Ncert Exercises & Solutions

Question 6.18:

The bob of a pendulum is released from a horizontal position. If the length of the pendulum is 1.5 m, what is the speed with which the bob arrives at the lowermost point, given that it dissipated 5% of its initial energy against air resistance?

Length of the pendulum, l = 1.5 m

Mass of the bob = m

Energy dissipated = 5%

According to the law of conservation of energy, the total energy of the system remains constant.
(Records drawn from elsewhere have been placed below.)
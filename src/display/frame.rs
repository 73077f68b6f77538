//! The 128x64 monochrome framebuffer and the drawing helpers every screen uses.
//!
//! Pixels are stored in SSD1306 page order (8 pages of 128 column bytes, LSB = top row)
//! so a frame can be pushed to the panel without repacking.

use embedded_graphics::mono_font::{iso_8859_1, MonoFont, MonoTextStyle};
use embedded_graphics::pixelcolor::BinaryColor;
use embedded_graphics::prelude::*;
use embedded_graphics::primitives::{
    Ellipse, Line, PrimitiveStyle, PrimitiveStyleBuilder, Rectangle, Triangle,
};
use embedded_graphics::text::{Baseline, Text};
use std::convert::Infallible;

pub const WIDTH: i32 = 128;
pub const HEIGHT: i32 = 64;
pub const BUFFER_LEN: usize = (WIDTH * HEIGHT / 8) as usize;

/// Bitmap fonts available to screens.
#[derive(Debug, Clone, Copy, PartialEq, Eq)]
pub enum Font {
    /// 5x8: menu lists, text screens and dashboard captions.
    Small,
    /// 6x10: dashboard date box.
    Medium,
    /// 10x20: dashboard clock digits.
    Large,
    /// 9x18 bold: the weather temperature.
    Temperature,
}

impl Font {
    pub fn mono(self) -> &'static MonoFont<'static> {
        match self {
            Font::Small => &iso_8859_1::FONT_5X8,
            Font::Medium => &iso_8859_1::FONT_6X10,
            Font::Large => &iso_8859_1::FONT_10X20,
            Font::Temperature => &iso_8859_1::FONT_9X18_BOLD,
        }
    }

    /// Rendered width of `text` in pixels.
    pub fn text_width(self, text: &str) -> i32 {
        let font = self.mono();
        let n = text.chars().count() as i32;
        if n == 0 {
            return 0;
        }
        let advance = (font.character_size.width + font.character_spacing) as i32;
        n * advance - font.character_spacing as i32
    }

    pub fn line_height(self) -> i32 {
        self.mono().character_size.height as i32
    }
}

fn color(on: bool) -> BinaryColor {
    if on {
        BinaryColor::On
    } else {
        BinaryColor::Off
    }
}

#[derive(Clone, PartialEq, Eq)]
pub struct Frame {
    buf: [u8; BUFFER_LEN],
}

impl std::fmt::Debug for Frame {
    fn fmt(&self, f: &mut std::fmt::Formatter<'_>) -> std::fmt::Result {
        write!(f, "Frame({} lit)", self.lit_count())
    }
}

impl Default for Frame {
    fn default() -> Self {
        Self::new()
    }
}

impl Frame {
    /// A blank (all off) frame.
    pub fn new() -> Self {
        Self {
            buf: [0; BUFFER_LEN],
        }
    }

    fn in_bounds(x: i32, y: i32) -> bool {
        (0..WIDTH).contains(&x) && (0..HEIGHT).contains(&y)
    }

    /// Reads a pixel; anything outside the frame is off.
    pub fn pixel(&self, x: i32, y: i32) -> bool {
        if !Self::in_bounds(x, y) {
            return false;
        }
        let idx = (y / 8 * WIDTH + x) as usize;
        self.buf[idx] & (1 << (y % 8)) != 0
    }

    /// Writes a pixel; writes outside the frame are dropped.
    pub fn set_pixel(&mut self, x: i32, y: i32, on: bool) {
        if !Self::in_bounds(x, y) {
            return;
        }
        let idx = (y / 8 * WIDTH + x) as usize;
        let bit = 1 << (y % 8);
        if on {
            self.buf[idx] |= bit;
        } else {
            self.buf[idx] &= !bit;
        }
    }

    /// Number of lit pixels.
    pub fn lit_count(&self) -> usize {
        self.buf.iter().map(|b| b.count_ones() as usize).sum()
    }

    /// Page-major bytes as expected by SSD1306 horizontal addressing.
    pub fn as_pages(&self) -> &[u8] {
        &self.buf
    }

    /// Copies `src` shifted by `(dx, dy)`, replacing the covered area. Parts that fall
    /// outside the frame are clipped.
    pub fn paste(&mut self, src: &Frame, dx: i32, dy: i32) {
        for y in 0..HEIGHT {
            for x in 0..WIDTH {
                let (tx, ty) = (x + dx, y + dy);
                if Self::in_bounds(tx, ty) {
                    self.set_pixel(tx, ty, src.pixel(x, y));
                }
            }
        }
    }

    /// Copies whole rows of `src` for which `keep_row(y)` is true.
    pub fn paste_rows<F>(&mut self, src: &Frame, keep_row: F)
    where
        F: Fn(i32) -> bool,
    {
        for y in (0..HEIGHT).filter(|y| keep_row(*y)) {
            for x in 0..WIDTH {
                self.set_pixel(x, y, src.pixel(x, y));
            }
        }
    }

    // --- Drawing helpers (corners are inclusive) ---

    /// Draws `text` with its top-left corner at `(x, y)`. `on = false` draws dark
    /// glyphs, used on top of filled bars.
    pub fn text(&mut self, x: i32, y: i32, text: &str, font: Font, on: bool) {
        let style = MonoTextStyle::new(font.mono(), color(on));
        let _ = Text::with_baseline(text, Point::new(x, y), style, Baseline::Top).draw(self);
    }

    /// Draws `text` horizontally centred on the frame.
    pub fn text_centered(&mut self, y: i32, text: &str, font: Font, on: bool) {
        let x = (WIDTH - font.text_width(text)) / 2;
        self.text(x, y, text, font, on);
    }

    pub fn fill_rect(&mut self, x1: i32, y1: i32, x2: i32, y2: i32, on: bool) {
        let _ = Rectangle::with_corners(Point::new(x1, y1), Point::new(x2, y2))
            .into_styled(PrimitiveStyle::with_fill(color(on)))
            .draw(self);
    }

    /// Outline in white with an optional fill inside.
    pub fn outline_rect(&mut self, x1: i32, y1: i32, x2: i32, y2: i32, fill: Option<bool>) {
        let mut builder = PrimitiveStyleBuilder::new()
            .stroke_color(BinaryColor::On)
            .stroke_width(1);
        if let Some(f) = fill {
            builder = builder.fill_color(color(f));
        }
        let _ = Rectangle::with_corners(Point::new(x1, y1), Point::new(x2, y2))
            .into_styled(builder.build())
            .draw(self);
    }

    /// One-pixel rectangle outline in the given colour, interior untouched.
    pub fn stroke_rect(&mut self, x1: i32, y1: i32, x2: i32, y2: i32, on: bool) {
        let _ = Rectangle::with_corners(Point::new(x1, y1), Point::new(x2, y2))
            .into_styled(PrimitiveStyle::with_stroke(color(on), 1))
            .draw(self);
    }

    pub fn line(&mut self, x1: i32, y1: i32, x2: i32, y2: i32, on: bool) {
        let _ = Line::new(Point::new(x1, y1), Point::new(x2, y2))
            .into_styled(PrimitiveStyle::with_stroke(color(on), 1))
            .draw(self);
    }

    /// Ellipse inscribed in the box `(x1, y1)-(x2, y2)`.
    pub fn ellipse(&mut self, x1: i32, y1: i32, x2: i32, y2: i32, filled: bool) {
        let size = Size::new((x2 - x1 + 1).max(1) as u32, (y2 - y1 + 1).max(1) as u32);
        let style = if filled {
            PrimitiveStyle::with_fill(BinaryColor::On)
        } else {
            PrimitiveStyle::with_stroke(BinaryColor::On, 1)
        };
        let _ = Ellipse::new(Point::new(x1, y1), size)
            .into_styled(style)
            .draw(self);
    }

    /// Filled triangle. Other filled shapes are built from these.
    pub fn fill_triangle(&mut self, p1: (i32, i32), p2: (i32, i32), p3: (i32, i32), on: bool) {
        let _ = Triangle::new(
            Point::new(p1.0, p1.1),
            Point::new(p2.0, p2.1),
            Point::new(p3.0, p3.1),
        )
        .into_styled(PrimitiveStyle::with_fill(color(on)))
        .draw(self);
    }

    /// Text lines from the top-left, 10px apart, at most six of them.
    pub fn text_lines(&mut self, lines: &[String], centered: bool) {
        for (i, line) in lines.iter().take(6).enumerate() {
            let y = i as i32 * 10;
            if centered {
                self.text_centered(y, line, Font::Small, true);
            } else {
                self.text(0, y, line, Font::Small, true);
            }
        }
    }
}

impl OriginDimensions for Frame {
    fn size(&self) -> Size {
        Size::new(WIDTH as u32, HEIGHT as u32)
    }
}

impl DrawTarget for Frame {
    type Color = BinaryColor;
    type Error = Infallible;

    fn draw_iter<I>(&mut self, pixels: I) -> Result<(), Self::Error>
    where
        I: IntoIterator<Item = Pixel<Self::Color>>,
    {
        for Pixel(point, c) in pixels {
            self.set_pixel(point.x, point.y, c.is_on());
        }
        Ok(())
    }
}

/// Box with a slanted, filled title tab in its top-left corner.
pub fn cut_corner_box(frame: &mut Frame, x1: i32, y1: i32, x2: i32, y2: i32, title: &str) {
    frame.outline_rect(x1, y1, x2, y2, Some(false));
    // Slanted tab: the quad (x1,y1) (x1+24,y1) (x1+20,y1+8) (x1,y1+8) as two triangles
    let corner_w = 24;
    frame.fill_triangle((x1, y1), (x1 + corner_w, y1), (x1 + corner_w - 4, y1 + 8), true);
    frame.fill_triangle((x1, y1), (x1 + corner_w - 4, y1 + 8), (x1, y1 + 8), true);
    frame.text(x1 + 3, y1, title, Font::Small, false);
}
At the horizontal position:

Potential energy of the bob, $U_{p}$ = mgl

The kinetic energy of the bob, $E_{k}$ = 0

Total energy = mgl … (i)

At the lowermost point (mean position):

The potential energy of the bob, $U_{p}'$ = 0

The kinetic energy of the bob, $E_{k} = \frac{1}{2} {mv}^{2}$

Total energy $E_{T} = \frac{1}{2} {mv}^{2}$ … (ii)

As the bob moves from the horizontal position to the lowermost point, 5% of its energy gets dissipated.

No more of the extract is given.